In some implementations, the selection model 102 sets a timeframe and only obtains the medical articles 16 within the timeframe from the datastores 104, 106. One example timeframe includes the past three years. Thus, the selection model 102 may only obtain the medical articles 16 published or written within the past three years to analyze and determine which medical articles 16 to include in the subset of the medical articles 18.

Another example includes a timeframe based on a previous output for the protocol document 10. If the protocol document 10 is being updated (e.g., updating the eligibility criteria section) or if a different clinical study 12 is being performed for the same vaccine included in a protocol document from a year ago, the selection model 102 may set the timeframe based on the previous output for the protocol document 10 (e.g., last year). As such, instead of reviewing all the medical articles 16 again, the selection model 108 may limit the timeframe for the medical articles 16 to obtain from the datastores 104, 106 to the newly published or newly written medical articles 16 (e.g., published or written after a year ago).

The generation model 108 may receive the subset of the medical articles 18 and may analyze the text of the medical articles 16 included in the subset of the medical articles 18 using one or more natural language processing (NLP) machine learning models. In some implementations, the generation model 108 uses sequence-to-sequence transformer models to analyze the text of the subset of the medical articles 18.

The machine learning models of the generation model 108 may be trained using a database of protocol documents that cover a variety of medical conditions and/or diseases used for previous clinical studies as the training input. The training input may include several hundred thousand of past protocol documents for previously performed clinical studies. In addition, the training input may include several hundred thousand medical articles that cover a variety of medical conditions or diseases. Alternatively, the generation model 108 may be based on a powerful pre-trained language model, such as, a generative pre-trained transformer (GPT)-3, which is trained on billions of documents. Using zero-shot or few-shot learning, the GPT-3 generation model may generate the output from the knowledge and/or insights extracted from the medical articles.

The machine learning models may be trained to identify portions 20 of the medical articles related to the different sections 14 of the protocol documents 10. As such, the corpus used for the training input of the machine learning models may include a large volume of existing protocol documents for past clinical studies performed and a large volume of different medical articles.
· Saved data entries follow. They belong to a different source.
use crate::{
    analysis::Analyzer,
    error::Result,
    image_utils::{gaussian_blur_5x5, gray_to_array},
    source::ImageHandle,
};

/// Noise irregularity: the variance of the residual left after smoothing.
/// Spliced or heavily processed regions carry sensor noise that does not
/// match the rest of the frame, which inflates the residual.
pub struct NoiseAnalyzer {
    normalizer: f64,
}

impl NoiseAnalyzer {
    pub fn new() -> Self {
        Self { normalizer: 1000.0 }
    }

    /// Empirical normalization constant, not derived from image
    /// statistics. Tunable.
    pub fn with_normalizer(mut self, normalizer: f64) -> Self {
        self.normalizer = normalizer;
        self
    }
}

impl Default for NoiseAnalyzer {
    fn default() -> Self {
        Self::new()
    }
}

impl Analyzer for NoiseAnalyzer {
    fn name(&self) -> &'static str {
        "noise"
    }

    fn compute(&self, image: &ImageHandle) -> Result<f64> {
        let gray = image.gray();
        let smoothed = gaussian_blur_5x5(&gray);

        let residual = gray_to_array(&gray) - gray_to_array(&smoothed);
        if residual.is_empty() {
            return Ok(0.0);
        }

        let variance = residual.var(0.0);
        Ok((variance / self.normalizer).clamp(0.0, 1.0))
    }
}

#[cfg(test)]
mod tests {
    use image::{DynamicImage, GrayImage, Luma};

    use super::*;

    #[test]
    fn flat_image_has_zero_residual_variance() {
        let flat = GrayImage::from_pixel(32, 32, Luma([77]));
        let handle = ImageHandle::from_image(DynamicImage::ImageLuma8(flat));

        let score = NoiseAnalyzer::new().compute(&handle).expect("score");
        assert_eq!(score, 0.0);
    }

    #[test]
    fn checkerboard_scores_above_flat() {
        let mut noisy = GrayImage::new(32, 32);
        for (x, y, p) in noisy.enumerate_pixels_mut() {
            *p = Luma([if (x + y) % 2 == 0 { 0 } else { 255 }]);
        }
        let handle = ImageHandle::from_image(DynamicImage::ImageLuma8(noisy));

        let score = NoiseAnalyzer::new().compute(&handle).expect("score");
        assert!(score > 0.0);
        assert!(score <= 1.0);
    }
}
The generation model 108 may analyze each medical article 16 of the subset of the medical articles 18 separately. For each medical article 16, the generation model 108 identifies different portions 20 of the medical article 16 that are related to the sections 14 of the protocol document 10 and extracts the information from the medical article 16. The generation model 108 also analyzes the text of the medical article 16 and determines what type of research or study the medical article discusses and determines a result of the research or study based on the analysis of the text.
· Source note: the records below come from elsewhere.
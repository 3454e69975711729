use statrs::statistics::Statistics;

use crate::{
    analysis::Analyzer,
    error::Result,
    image_utils::{block_variance, extract_block},
    source::ImageHandle,
};

const BLOCK_SIZE: u32 = 8;

/// Block-transform artifact strength: mean pixel variance over the 8x8
/// grid that block-based codecs quantize on.
pub struct BlockArtifactAnalyzer {
    normalizer: f64,
}

impl BlockArtifactAnalyzer {
    pub fn new() -> Self {
        Self { normalizer: 1000.0 }
    }

    /// Empirical normalization constant. Tunable.
    pub fn with_normalizer(mut self, normalizer: f64) -> Self {
        self.normalizer = normalizer;
        self
    }
}

impl Default for BlockArtifactAnalyzer {
    fn default() -> Self {
        Self::new()
    }
}

impl Analyzer for BlockArtifactAnalyzer {
    fn name(&self) -> &'static str {
        "jpeg_artifacts"
    }

    fn compute(&self, image: &ImageHandle) -> Result<f64> {
        let luma = image.luma();
        let (width, height) = luma.dimensions();
        if width < BLOCK_SIZE || height < BLOCK_SIZE {
            return Ok(0.0);
        }

        // Partial trailing blocks at the right and bottom edges are
        // dropped, not padded.
        let mut variances = Vec::new();
        for by in (0..=height - BLOCK_SIZE).step_by(BLOCK_SIZE as usize) {
            for bx in (0..=width - BLOCK_SIZE).step_by(BLOCK_SIZE as usize) {
                let block = extract_block(&luma, bx, by, BLOCK_SIZE);
                variances.push(block_variance(&block));
            }
        }

        if variances.is_empty() {
            return Ok(0.0);
        }

        let mean_variance = variances.iter().mean();
        Ok((mean_variance / self.normalizer).clamp(0.0, 1.0))
    }
}
use std::{env, process};

use forgery_detector::check::QuickCheck;

fn main() {
    let Some(path) = env::args().nth(1) else {
        println!("error");
        process::exit(1);
    };

    match QuickCheck::new().check(&path) {
        Ok(verdict) => println!("{verdict}"),
        Err(_) => {
            println!("error");
            process::exit(1);
        }
    }
}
Different medical articles 16 may have different portions 20 that may be related to the different sections 14 of the protocol document 10. As such, in some implementations, the generation model 108 only identifies portions 20 of the medical article 16 related to a specific section 14 of the protocol document 10 during the analysis of the medical article 16. In one example, the generation model 108 identifies a portion 20 of the medical article 16 related to the eligibility criteria section 14 of the protocol document and extracts information relating to the eligibility criteria section 14. In another example, the generation model 108 identifies a portion 20 of the medical article 16 related to the outcome measures section 14 of the protocol document 10 and extracts information relating to outcome measures from the medical article 16.

The generation model 108 may generate criteria 22 for the one or more sections 14 of the protocol document 10 based on the insights gained from the medical article 16. The insights may be based on new work published in the medical articles 16. The insights may be gained by the generation model 108 processing the information extracted from the identified portions 20 of the medical article 16. For example, the generation model 108 extracts from a medical article the following medical insight “based on our extensive study, the chemical X has significant impacts on restricting early stage chromosome growth and development.”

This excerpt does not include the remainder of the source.